In a closet-size room with two chairs and no windows, the scientists had extracted the genetic information from 64 new coronavirus samples, as they do every day, to determine whether any of those patients might have the worrisome new variant. Hours later, Dr. Baha Abdalhamid opened an email and saw the results.
“This batch, I was waiting for it,” said Abdalhamid, assistant director of the Nebraska Public Health Laboratory. “Once I downloaded the results as an Excel sheet, I screened the 64 samples right away, and sure enough, six of them were omicron.”
Nebraska officials announced the six cases, the state’s first, on Friday.
Around the world, scientists are racing to understand how widespread omicron is and how severe a threat it may pose. That has placed labs such as Abdalhamid’s on the front lines of the fight against the coronavirus pandemic.

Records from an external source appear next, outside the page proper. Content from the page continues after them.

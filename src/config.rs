//! Sweep configuration
//!
//! Loaded from an optional YAML file and then overridden by command line
//! flags. Every field has a default so an empty file is a valid config.

use serde::{Deserialize, Serialize};
use std::path::{Path, PathBuf};

use crate::adapters::restart_annotation::AnnotationPolicy;
use crate::{Error, Result};

/// Pod name substring that marks a pod for remediation
pub const DEFAULT_MATCH_SIGNATURE: &str = "database";

/// Label key used for the deployment existence check
pub const DEFAULT_SELECTOR_LABEL: &str = "app";

/// Pod template annotation carrying the restart trigger
pub const DEFAULT_ANNOTATION_KEY: &str = "restart-timestamp";

/// Log output format
#[derive(Clone, Copy, Debug, Default, PartialEq, Eq, Deserialize, Serialize)]
#[serde(rename_all = "lowercase")]
pub enum LogFormat {
    #[default]
    Json,
    Text,
}

impl std::str::FromStr for LogFormat {
    type Err = Error;

    fn from_str(s: &str) -> Result<Self> {
        match s.to_ascii_lowercase().as_str() {
            "json" => Ok(LogFormat::Json),
            "text" => Ok(LogFormat::Text),
            other => Err(Error::Config(format!(
                "logFormat must be one of: json, text (got {})",
                other
            ))),
        }
    }
}

/// Configuration for a single sweep run
#[derive(Clone, Debug, Deserialize, Serialize, PartialEq)]
#[serde(rename_all = "camelCase", default)]
pub struct SweepConfig {
    /// Case-sensitive substring matched against pod names
    pub match_signature: String,

    /// Label key of the `key=<token>` selector used for the existence check
    pub selector_label: String,

    /// Annotation written on the pod template to trigger the rollout
    pub annotation_key: String,

    /// Whether the restart annotation replaces or merges into existing ones
    pub annotation_policy: AnnotationPolicy,

    /// Maximum matched pods remediated at once inside a namespace
    pub concurrency: usize,

    /// Resolve deployments but skip the update call
    pub dry_run: bool,

    /// Explicit kubeconfig path, defaults to ~/.kube/config
    #[serde(skip_serializing_if = "Option::is_none")]
    pub kubeconfig: Option<PathBuf>,

    /// Write the Prometheus text exposition here after the sweep
    #[serde(skip_serializing_if = "Option::is_none")]
    pub metrics_file: Option<PathBuf>,

    /// Log output format
    pub log_format: LogFormat,
}

/// Values set on the command line or through the environment
#[derive(Clone, Debug, Default, PartialEq)]
pub struct ConfigOverrides {
    pub kubeconfig: Option<PathBuf>,
    pub match_signature: Option<String>,
    pub selector_label: Option<String>,
    pub annotation_key: Option<String>,
    pub annotation_policy: Option<AnnotationPolicy>,
    pub concurrency: Option<usize>,
    pub dry_run: Option<bool>,
    pub metrics_file: Option<PathBuf>,
    pub log_format: Option<LogFormat>,
}

impl Default for SweepConfig {
    fn default() -> Self {
        Self {
            match_signature: DEFAULT_MATCH_SIGNATURE.to_string(),
            selector_label: DEFAULT_SELECTOR_LABEL.to_string(),
            annotation_key: DEFAULT_ANNOTATION_KEY.to_string(),
            annotation_policy: AnnotationPolicy::default(),
            concurrency: 1,
            dry_run: false,
            kubeconfig: None,
            metrics_file: None,
            log_format: LogFormat::default(),
        }
    }
}

impl SweepConfig {
    /// Load a config from a YAML file
    pub fn from_file(path: &Path) -> Result<Self> {
        let raw = std::fs::read_to_string(path).map_err(|e| {
            Error::Config(format!("Failed to read config {}: {}", path.display(), e))
        })?;
        Self::from_yaml(&raw)
    }

    /// Parse a config from YAML text; an empty document yields the defaults
    pub fn from_yaml(raw: &str) -> Result<Self> {
        if raw.trim().is_empty() {
            return Ok(Self::default());
        }
        serde_yaml::from_str(raw)
            .map_err(|e| Error::Config(format!("Failed to parse config: {}", e)))
    }

    /// Layer command line and environment overrides on top of this config.
    ///
    /// Only the fields set in `overrides` change; both booleans can be
    /// forced either way.
    pub fn apply_overrides(mut self, overrides: ConfigOverrides) -> Self {
        if let Some(path) = overrides.kubeconfig {
            self.kubeconfig = Some(path);
        }
        if let Some(signature) = overrides.match_signature {
            self.match_signature = signature;
        }
        if let Some(label) = overrides.selector_label {
            self.selector_label = label;
        }
        if let Some(key) = overrides.annotation_key {
            self.annotation_key = key;
        }
        if let Some(policy) = overrides.annotation_policy {
            self.annotation_policy = policy;
        }
        if let Some(concurrency) = overrides.concurrency {
            self.concurrency = concurrency;
        }
        if let Some(dry_run) = overrides.dry_run {
            self.dry_run = dry_run;
        }
        if let Some(path) = overrides.metrics_file {
            self.metrics_file = Some(path);
        }
        if let Some(format) = overrides.log_format {
            self.log_format = format;
        }
        self
    }

    /// Check the invariants the sweep relies on
    pub fn validate(&self) -> Result<()> {
        if self.match_signature.is_empty() {
            return Err(Error::Config("matchSignature cannot be empty".to_string()));
        }

        if self.selector_label.is_empty() {
            return Err(Error::Config("selectorLabel cannot be empty".to_string()));
        }

        if self.annotation_key.is_empty() {
            return Err(Error::Config("annotationKey cannot be empty".to_string()));
        }

        if self.concurrency == 0 {
            return Err(Error::Config("concurrency must be >= 1".to_string()));
        }

        Ok(())
    }
}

Underscoring growing concerns about omicron, scientists in South Africa said Friday that the variant appeared to spread more than twice as quickly as delta, until now the most contagious version of the virus. It is still unclear whether or to what degree omicron may evade protection from the current vaccines.
In the United States, a hunt for the variant began last week when South African researchers announced omicron’s array of worrisome mutations. The search has intensified in recent days, with at least 12 states identifying cases. Researchers are combing through wastewater samples for any sign of the variant.
At sequencing labs such as the one in Nebraska, a state where case rates are already high and hospitals are already strained, scientists have sped up the screening of samples from international travelers to see if omicron has arrived.
It is increasingly clear that omicron is already present in much of the United States. On Wednesday, scientists in California announced a case. Then on Thursday came an announcement in Minnesota about a person who tested positive after attending an anime convention in New York. Within hours, five cases had been found in New York, as well as one in Colorado and another in Hawaii.
On Friday, more cases emerged, including one each in Louisiana, Missouri, New Jersey, Pennsylvania and Utah, and three in Maryland.